The Breakwater Lighthouse was not for the faint of heart. A stone causeway stretched almost a mile to the lighthouse, and the path was as smooth as glass . . . that has just been shattered and glued back together by a toddler. Multiple pieces of granite were patched together in a pattern that left gaps wide enough to swallow a baby hippo, and sojourners were required to navigate in a hopscotch fashion. I stood on the shore peering at the tiny structure in the distance, debating the pros and cons of such an undertaking. Another lone traveler began the quest with only a camera slung over her shoulder, and I found the motivation to take my first step toward this majestic beacon of light. Besides, there was bound to be a gift shop at the other end of this gauntlet that offered a plethora of postcards and tiny lighthouses encased in snow globes. And who could resist snow globes? I committed my feet to the task.

About a quarter of a mile in, I came upon two outgoing tourists. They were pointing at an object to our right, so I did what anyone in my Keds would do: I stopped to rubberneck. It was a seal. The big guy was perched atop a rock, sunning himself and providing a National Geographic moment for the land lovers. He was too far away for a decent picture on my iPhone, and, truth be told, I’m not a huge fan of seals. Sure, baby seals with their dark chocolate eyes and grandpa whiskers are adorable, but they grow up to be noisy, lolling creatures in need of Yankee Candle car fresheners fastened around their necks. A few years ago, I visited Pier 39 in San Fran, and I kept wondering why they would build so many shops within sniffing distance of a garbage dump. But then I rounded a corner and bumped into the ocean. There was no refuse plant nearby, only floating pallets with hundreds of seals stacked like recycled newspapers. And let me tell you, that aroma does a great deal to diminish their cute factor. Aquatic life noted, I soldiered on.

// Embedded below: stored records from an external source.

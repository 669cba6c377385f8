//! Dashboard module - BizHealth page shell
//!
//! Holds the markup the controller renders into. Separated into HTML and
//! CSS submodules; element identifiers live in [`ids`] so the template and
//! the DOM bindings cannot drift apart.
//!
//! # Architecture
//! - `html.rs`: Page structure and layout
//! - `css.rs`: Modal and health bar styling on top of Tailwind

mod css;
mod html;

pub use css::STYLES;
pub use html::TEMPLATE;

/// Element identifiers of the page layout
pub mod ids {
    pub const ALERTS: &str = "alerts-container";
    pub const FORM: &str = "dataForm";
    pub const DATE: &str = "date";
    pub const REVENUE: &str = "revenue";
    pub const EXPENSES: &str = "expenses";
    pub const INVENTORY: &str = "inventory";
    pub const CATEGORY: &str = "category";
    pub const SUBMIT: &str = "submitBtn";
    pub const STAT_REVENUE: &str = "stat-revenue";
    pub const STAT_PROFIT: &str = "stat-profit";
    pub const STAT_MARGIN: &str = "stat-margin";
    pub const STAT_HEALTH: &str = "stat-health";
    pub const STAT_HEALTH_LABEL: &str = "stat-health-label";
    pub const HEALTH_BAR: &str = "health-bar";
    pub const MODAL: &str = "modal";
    pub const OPEN_MODAL: &str = "openModalBtn";
    pub const CLOSE_MODAL: &str = "closeModalBtn";
    pub const REFRESH: &str = "refreshBtn";
    pub const REFRESH_TIME: &str = "refreshTime";
    pub const TRENDS_CHART: &str = "trendsChart";

    pub const ALL: [&str; 20] = [
        ALERTS, FORM, DATE, REVENUE, EXPENSES, INVENTORY, CATEGORY, SUBMIT,
        STAT_REVENUE, STAT_PROFIT, STAT_MARGIN, STAT_HEALTH, STAT_HEALTH_LABEL,
        HEALTH_BAR, MODAL, OPEN_MODAL, CLOSE_MODAL, REFRESH, REFRESH_TIME, TRENDS_CHART,
    ];
}

/// Generate a standalone dashboard page loading the wasm bundle.
///
/// `bundle` is the path of the wasm-bindgen JS glue (e.g. `./pkg/bizhealth_dashboard.js`);
/// `api_base` ends up in `data-api-base` on `<body>`.
pub fn dashboard_html(bundle: &str, api_base: &str) -> String {
    let api_base = escape_attr(api_base);
    format!(
        r#"<!DOCTYPE html>
<html lang="en">
<head>
    <meta charset="UTF-8">
    <meta name="viewport" content="width=device-width, initial-scale=1.0">
    <title>BizHealth Dashboard</title>
    <script src="https://cdn.tailwindcss.com"></script>
    <script src="https://unpkg.com/lucide@latest"></script>
    <style>
{css}
    </style>
</head>
<body class="bg-slate-950 text-slate-100" data-api-base="{api_base}">
{html}
    <script type="module">
        import init from '{bundle}';
        init();
    </script>
</body>
</html>"#,
        css = css::STYLES,
        html = html::TEMPLATE,
    )
}

/// Escape a value for a double-quoted HTML attribute
fn escape_attr(value: &str) -> String {
    let mut out = String::with_capacity(value.len());
    for ch in value.chars() {
        match ch {
            '&' => out.push_str("&amp;"),
            '"' => out.push_str("&quot;"),
            '<' => out.push_str("&lt;"),
            '>' => out.push_str("&gt;"),
            _ => out.push(ch),
        }
    }
    out
}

More than half a mile in, a horrible suspicion cracked a door in my mind. Perhaps it was blown into my brain by the same chilling wind that was making my ears ache and flinging my hair into my eyes. Gift shops needed someone to man the cash register, and I seemed to be on the only path to said tourist shop. What person with the sense God gave an armadillo would choose to work in a place that required such a hearty walk to and fro? Was it possible the gift store clerk took a speed boat taxi to work every morning, or maybe, and this was the ill wind creating darkness in the recesses of my psyche, just maybe there were no tiny snow globes at the end of my journey. After forty-five minutes of leap-frogging over God’s jigsaw puzzle, I might not have even one tacky souvenir to show for it. Or a crappy seal photo. These were dark moments, to be sure.

The revelation of truth arrived shortly, and much like the relentless waves crashing against the rocks, reality struck icy cold. No pot of gold existed at the end of the rainbow. No key chains in the shape of Maine, no lobster cookbooks or oven mitts in the shape of claws, and no lighthouse coasters sold at exorbitant prices. I simply had to content myself with a couple of clicks of the lighthouse itself and then burrow on the lee side to give my eardrums a chance to defrost. Once the ringing subsided, I gathered my battered spirits and hoofed it back to shore.

No amount of brisk hopping could keep me warm. In addition to the tirade I was delivering in my head about trying to will gift shops into existence in direct defiance of logic, another sermon was vying for the pulpit on the intelligence behind bringing a jacket along only to leave it in the car. The two lecture series blared away with commercial breaks made by incoming tourists stopping to exclaim, “Oh, look! What’s that out on that rock? Is that a seal? Honey, quick, the camera.”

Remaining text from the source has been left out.